EXERCISE MATERIALS:
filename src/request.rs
//! Query construction for the orthodromy endpoint.

use crate::geopoint::GeoPoint;

/// Path of the orthodromy endpoint on the remote service.
pub const ORTHODROMY_PATH: &str = "/api/orthodromy";

/// Vertex count requested when the caller does not pick one.
pub const DEFAULT_COUNT: u32 = 10;

/// Coordinate reference system used when the caller does not pick one.
pub const DEFAULT_CRS: &str = "EPSG:4326";

/// Coordinate reference systems the orthodromy service understands.
///
/// The client never rejects other identifiers; these exist so callers do not
/// have to spell the codes by hand.
#[derive(Debug, Clone, Copy, PartialEq, Eq)]
pub enum KnownCrs {
    /// WGS 84 longitude/latitude degrees.
    Wgs84,
    /// Pulkovo 1942 longitude/latitude degrees.
    Pulkovo1942,
    /// Web Mercator metres.
    WebMercator,
}

impl KnownCrs {
    pub const ALL: [KnownCrs; 3] = [KnownCrs::Wgs84, KnownCrs::Pulkovo1942, KnownCrs::WebMercator];

    pub fn as_str(&self) -> &'static str {
        match self {
            KnownCrs::Wgs84 => "EPSG:4326",
            KnownCrs::Pulkovo1942 => "EPSG:4284",
            KnownCrs::WebMercator => "EPSG:3857",
        }
    }

    pub fn from_identifier(identifier: &str) -> Option<Self> {
        Self::ALL.into_iter().find(|crs| crs.as_str() == identifier)
    }
}

/// Parameters for one orthodromy request.
///
/// `count` is a hint for how many vertices the service should return; it is
/// passed through unchecked.
#[derive(Debug, Clone, PartialEq)]
pub struct SamplingRequest {
    pub point1: GeoPoint,
    pub point2: GeoPoint,
    pub count: u32,
    pub crs: String,
}

impl SamplingRequest {
    /// Request between two points with the default count and CRS.
    pub fn new(point1: impl Into<GeoPoint>, point2: impl Into<GeoPoint>) -> Self {
        Self {
            point1: point1.into(),
            point2: point2.into(),
            count: DEFAULT_COUNT,
            crs: DEFAULT_CRS.to_string(),
        }
    }

    pub fn with_count(mut self, count: u32) -> Self {
        self.count = count;
        self
    }

    pub fn with_crs(mut self, crs: impl Into<String>) -> Self {
        self.crs = crs.into();
        self
    }

    /// Path and query string for this request, relative to the service root.
    ///
    /// The `&&` after `cs` is what the service has always received and is kept
    /// as is.
    pub fn locator(&self) -> String {
        format!(
            "{}?cs={}&&count={}&point1={}&point2={}",
            ORTHODROMY_PATH,
            self.crs,
            self.count,
            wkt_point(&self.point1),
            wkt_point(&self.point2)
        )
    }

    /// Absolute URL of this request against `base_url`.
    pub fn url(&self, base_url: &str) -> String {
        format!("{}{}", base_url.trim_end_matches('/'), self.locator())
    }
}

fn wkt_point(point: &GeoPoint) -> String {
    format!("POINT({} {})", point.x, point.y)
}
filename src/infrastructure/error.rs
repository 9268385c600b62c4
//! Infrastructure-level errors (wraps application errors)

use thiserror::Error;

use crate::application::ApplicationError;

/// Infrastructure errors wrap application errors and add I/O-level concerns.
#[derive(Error, Debug)]
pub enum InfraError {
    #[error("{0}")]
    Application(#[from] ApplicationError),

    #[error("I/O error: {context}")]
    Io {
        context: String,
        #[source]
        source: std::io::Error,
    },
}

impl InfraError {
    /// Create an I/O error with context.
    pub fn io(context: impl Into<String>, source: std::io::Error) -> Self {
        Self::Io {
            context: context.into(),
            source,
        }
    }
}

WHAT THE EXERCISE ASKS: Retype exactly the lines from the one containing "and is kept" through the end of the data. Add nothing.

EXPECTED OUTPUT:
    /// The `&&` after `cs` is what the service has always received and is kept
    /// as is.
    pub fn locator(&self) -> String {
        format!(
            "{}?cs={}&&count={}&point1={}&point2={}",
            ORTHODROMY_PATH,
            self.crs,
            self.count,
            wkt_point(&self.point1),
            wkt_point(&self.point2)
        )
    }

    /// Absolute URL of this request against `base_url`.
    pub fn url(&self, base_url: &str) -> String {
        format!("{}{}", base_url.trim_end_matches('/'), self.locator())
    }
}

fn wkt_point(point: &GeoPoint) -> String {
    format!("POINT({} {})", point.x, point.y)
}
filename src/infrastructure/error.rs
repository 9268385c600b62c4
//! Infrastructure-level errors (wraps application errors)

use thiserror::Error;

use crate::application::ApplicationError;

/// Infrastructure errors wrap application errors and add I/O-level concerns.
#[derive(Error, Debug)]
pub enum InfraError {
    #[error("{0}")]
    Application(#[from] ApplicationError),

    #[error("I/O error: {context}")]
    Io {
        context: String,
        #[source]
        source: std::io::Error,
    },
}

impl InfraError {
    /// Create an I/O error with context.
    pub fn io(context: impl Into<String>, source: std::io::Error) -> Self {
        Self::Io {
            context: context.into(),
            source,
        }
    }
}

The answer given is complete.